Required action: Below are some records. Return exactly the lines from the one containing "async fn remove_if_exists(path: &Path)" through the one containing "#[cfg(test)]", both included, and only those.

** Opening Dataset entries block **

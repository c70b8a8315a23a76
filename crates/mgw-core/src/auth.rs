//! Persistence for the opaque credential bundle of the network session.
//!
//! Layout: one JSON document per entry (`creds.json`, key files, ...) inside
//! a single directory. Documents are never interpreted here. Names are opaque
//! too: characters that cannot appear in a file name are percent-encoded, so
//! `app-state-sync-key-AB/cd==` is stored as `app-state-sync-key-AB%2Fcd==.json`.

use std::{
    collections::BTreeMap,
    path::{Path, PathBuf},
};

use serde::{Deserialize, Serialize};
use serde_json::Value;

use crate::{errors::Error, Result};

const DOC_EXT: &str = "json";

/// Credential bundle needed to reconnect without re-pairing.
#[derive(Clone, Debug, Default, PartialEq, Serialize, Deserialize)]
#[serde(transparent)]
pub struct AuthSession {
    docs: BTreeMap<String, Value>,
}

impl AuthSession {
    pub fn new() -> Self {
        Self::default()
    }

    pub fn is_empty(&self) -> bool {
        self.docs.is_empty()
    }

    pub fn len(&self) -> usize {
        self.docs.len()
    }

    pub fn get(&self, name: &str) -> Option<&Value> {
        self.docs.get(name)
    }

    pub fn insert(&mut self, name: impl Into<String>, doc: Value) {
        self.docs.insert(name.into(), doc);
    }

    pub fn names(&self) -> impl Iterator<Item = &str> {
        self.docs.keys().map(String::as_str)
    }

    /// Remove entries whose name can never be stored and return those names.
    pub fn drop_unstorable(&mut self) -> Vec<String> {
        let bad: Vec<String> = self
            .docs
            .keys()
            .filter(|n| encode_name(n).is_none())
            .cloned()
            .collect();
        for name in &bad {
            self.docs.remove(name);
        }
        bad
    }

    /// Apply a partial update in place. A `null` document deletes the entry.
    pub fn merge(&mut self, update: AuthSession) {
        for (name, doc) in update.docs {
            if doc.is_null() {
                self.docs.remove(&name);
            } else {
                self.docs.insert(name, doc);
            }
        }
    }
}

/// Directory-backed store for [`AuthSession`].
#[derive(Clone, Debug)]
pub struct AuthStore {
    dir: PathBuf,
}

impl AuthStore {
    pub fn new(dir: impl Into<PathBuf>) -> Self {
        Self { dir: dir.into() }
    }

    pub fn dir(&self) -> &Path {
        &self.dir
    }

    /// Read the persisted bundle. `None` means the gateway needs pairing.
    pub async fn load(&self) -> Result<Option<AuthSession>> {
        let mut session = AuthSession::new();
        for (name, path) in self.doc_files().await? {
            let raw = tokio::fs::read(&path).await?;
            let doc: Value = serde_json::from_slice(&raw).map_err(|e| Error::InvalidPath {
                path: path.clone(),
                reason: format!("corrupt auth document: {e}"),
            })?;
            session.insert(name, doc);
        }

        if session.is_empty() {
            Ok(None)
        } else {
            Ok(Some(session))
        }
    }

    /// Overwrite persisted material so the directory mirrors `session` exactly.
    ///
    /// Each document goes through a temp file + rename; documents on disk that
    /// are no longer part of the session are removed afterwards. A document
    /// that cannot be written does not stop the others: every storable
    /// document is written and stale ones pruned before the first error is
    /// returned.
    pub async fn save(&self, session: &AuthSession) -> Result<()> {
        tokio::fs::create_dir_all(&self.dir).await?;

        let mut first_err = None;
        for (name, doc) in &session.docs {
            if let Err(e) = self.write_doc(name, doc).await {
                tracing::warn!(doc = %name, error = %e, "auth document not saved");
                first_err.get_or_insert(e);
            }
        }

        for (name, path) in self.doc_files().await? {
            if !session.docs.contains_key(&name) {
                remove_if_exists(&path).await?;
            }
        }

        match first_err {
            Some(e) => Err(e),
            None => {
                tracing::debug!(docs = session.len(), dir = %self.dir.display(), "auth session saved");
                Ok(())
            }
        }
    }

    /// Remove every persisted document (used after a logout).
    pub async fn clear(&self) -> Result<()> {
        for (_, path) in self.doc_files().await? {
            remove_if_exists(&path).await?;
        }
        Ok(())
    }

    async fn write_doc(&self, name: &str, doc: &Value) -> Result<()> {
        let file = encode_name(name).ok_or_else(|| Error::InvalidPath {
            path: self.dir.clone(),
            reason: "empty document name".to_string(),
        })?;
        let path = self.dir.join(format!("{file}.{DOC_EXT}"));
        let tmp = self.dir.join(format!(".{file}.{DOC_EXT}.tmp"));
        tokio::fs::write(&tmp, serde_json::to_vec(doc)?).await?;
        tokio::fs::rename(&tmp, &path).await?;
        Ok(())
    }

    async fn doc_files(&self) -> Result<Vec<(String, PathBuf)>> {
        let mut rd = match tokio::fs::read_dir(&self.dir).await {
            Ok(rd) => rd,
            Err(e) if e.kind() == std::io::ErrorKind::NotFound => return Ok(Vec::new()),
            Err(e) => return Err(e.into()),
        };

        let mut out = Vec::new();
        while let Some(ent) = rd.next_entry().await? {
            let path = ent.path();
            if !ent.file_type().await?.is_file() {
                continue;
            }
            let Some(file_name) = path.file_name().and_then(|s| s.to_str()) else {
                continue;
            };
            if file_name.starts_with('.') {
                continue;
            }
            let Some(name) = file_name
                .strip_suffix(&format!(".{DOC_EXT}"))
                .and_then(decode_name)
            else {
                continue;
            };
            out.push((name, path.clone()));
        }
        Ok(out)
    }
}

/// File stem for a document name. `None` only for the empty name.
fn encode_name(name: &str) -> Option<String> {
    if name.is_empty() {
        return None;
    }
    let mut out = String::with_capacity(name.len());
    for (i, c) in name.char_indices() {
        match c {
            '%' | '/' | '\\' | ':' | '\0' => out.push_str(&format!("%{:02X}", c as u32)),
            '.' if i == 0 => out.push_str("%2E"),
            c => out.push(c),
        }
    }
    Some(out)
}

fn decode_name(stem: &str) -> Option<String> {
    let mut out = String::with_capacity(stem.len());
    let mut rest = stem;
    while let Some(pos) = rest.find('%') {
        out.push_str(&rest[..pos]);
        let hex = rest.get(pos + 1..pos + 3)?;
        out.push(char::from(u8::from_str_radix(hex, 16).ok()?));
        rest = &rest[pos + 3..];
    }
    out.push_str(rest);
    (!out.is_empty()).then_some(out)
}

async fn remove_if_exists(path: &Path) -> Result<()> {
    match tokio::fs::remove_file(path).await {
        Ok(()) => Ok(()),
        Err(e) if e.kind() == std::io::ErrorKind::NotFound => Ok(()),
        Err(e) => Err(e.into()),
    }
}

#[cfg(test)]
mod tests {
    use super::*;
    use serde_json::json;

    fn session(pairs: &[(&str, Value)]) -> AuthSession {
        let mut s = AuthSession::new();
        for (k, v) in pairs {
            s.insert(*k, v.clone());
        }
        s
    }

    #[tokio::test]
    async fn missing_directory_means_no_session() {
        let tmp = tempfile::tempdir().unwrap();
        let store = AuthStore::new(tmp.path().join("never-created"));
        assert_eq!(store.load().await.unwrap(), None);
    }

    #[tokio::test]
    async fn save_then_load_returns_the_same_documents() {
        let tmp = tempfile::tempdir().unwrap();
        let store = AuthStore::new(tmp.path());
        let s = session(&[
            ("creds", json!({"me": {"id": "5511@s.whatsapp.net"}})),
            ("pre-key-1", json!({"private": "AAAA"})),
        ]);

        store.save(&s).await.unwrap();
        assert!(tmp.path().join("creds.json").is_file());
        assert_eq!(store.load().await.unwrap(), Some(s));
    }

    #[tokio::test]
    async fn save_removes_documents_dropped_from_the_session() {
        let tmp = tempfile::tempdir().unwrap();
        let store = AuthStore::new(tmp.path());
        let mut s = session(&[("creds", json!(1)), ("pre-key-7", json!(2))]);
        store.save(&s).await.unwrap();

        s.merge(session(&[("pre-key-7", Value::Null), ("creds", json!(3))]));
        store.save(&s).await.unwrap();

        assert!(!tmp.path().join("pre-key-7.json").exists());
        let loaded = store.load().await.unwrap().unwrap();
        assert_eq!(loaded.len(), 1);
        assert_eq!(loaded.get("creds"), Some(&json!(3)));
    }

    #[tokio::test]
    async fn clear_leaves_an_unpaired_store() {
        let tmp = tempfile::tempdir().unwrap();
        let store = AuthStore::new(tmp.path());
        store
            .save(&session(&[("creds", json!({"k": "v"}))]))
            .await
            .unwrap();
        store.clear().await.unwrap();
        assert_eq!(store.load().await.unwrap(), None);
    }

    #[tokio::test]
    async fn document_names_cannot_escape_the_directory() {
        let tmp = tempfile::tempdir().unwrap();
        let store = AuthStore::new(tmp.path().join("auth"));
        let s = session(&[("../evil", json!(true))]);
        store.save(&s).await.unwrap();

        assert!(!tmp.path().join("evil.json").exists());
        assert_eq!(std::fs::read_dir(tmp.path()).unwrap().count(), 1);
        assert_eq!(store.load().await.unwrap(), Some(s));
    }

    #[tokio::test]
    async fn key_ids_with_slashes_round_trip() {
        let tmp = tempfile::tempdir().unwrap();
        let store = AuthStore::new(tmp.path());
        let s = session(&[
            ("app-state-sync-key-AB/cd==", json!({"keyData": "x"})),
            ("session-5511:2", json!({"n": 1})),
            ("100%", json!(2)),
        ]);
        store.save(&s).await.unwrap();

        assert!(tmp.path().join("app-state-sync-key-AB%2Fcd==.json").is_file());
        assert_eq!(store.load().await.unwrap(), Some(s));
    }

    #[tokio::test]
    async fn one_unstorable_document_does_not_block_the_rest() {
        let tmp = tempfile::tempdir().unwrap();
        let store = AuthStore::new(tmp.path());
        store.save(&session(&[("old", json!(0))])).await.unwrap();

        let s = session(&[("", json!("nameless")), ("creds", json!({"me": "latest"}))]);
        let err = store.save(&s).await.unwrap_err();
        assert!(matches!(err, Error::InvalidPath { .. }));

        let loaded = store.load().await.unwrap().unwrap();
        assert_eq!(loaded.get("creds"), Some(&json!({"me": "latest"})));
        assert_eq!(loaded.get("old"), None);
    }

    #[test]
    fn unstorable_names_are_dropped_from_a_session() {
        let mut s = session(&[("", json!(1)), ("creds", json!(2))]);
        assert_eq!(s.drop_unstorable(), vec![String::new()]);
        assert_eq!(s.names().collect::<Vec<_>>(), vec!["creds"]);
    }

    #[tokio::test]
    async fn corrupt_documents_are_reported() {
        let tmp = tempfile::tempdir().unwrap();
        std::fs::write(tmp.path().join("creds.json"), b"{not json").unwrap();
        let err = AuthStore::new(tmp.path()).load().await.unwrap_err();
        assert!(matches!(err, Error::InvalidPath { .. }));
    }
}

** Closing Dataset entries block **

Written response:
async fn remove_if_exists(path: &Path) -> Result<()> {
    match tokio::fs::remove_file(path).await {
        Ok(()) => Ok(()),
        Err(e) if e.kind() == std::io::ErrorKind::NotFound => Ok(()),
        Err(e) => Err(e.into()),
    }
}

#[cfg(test)]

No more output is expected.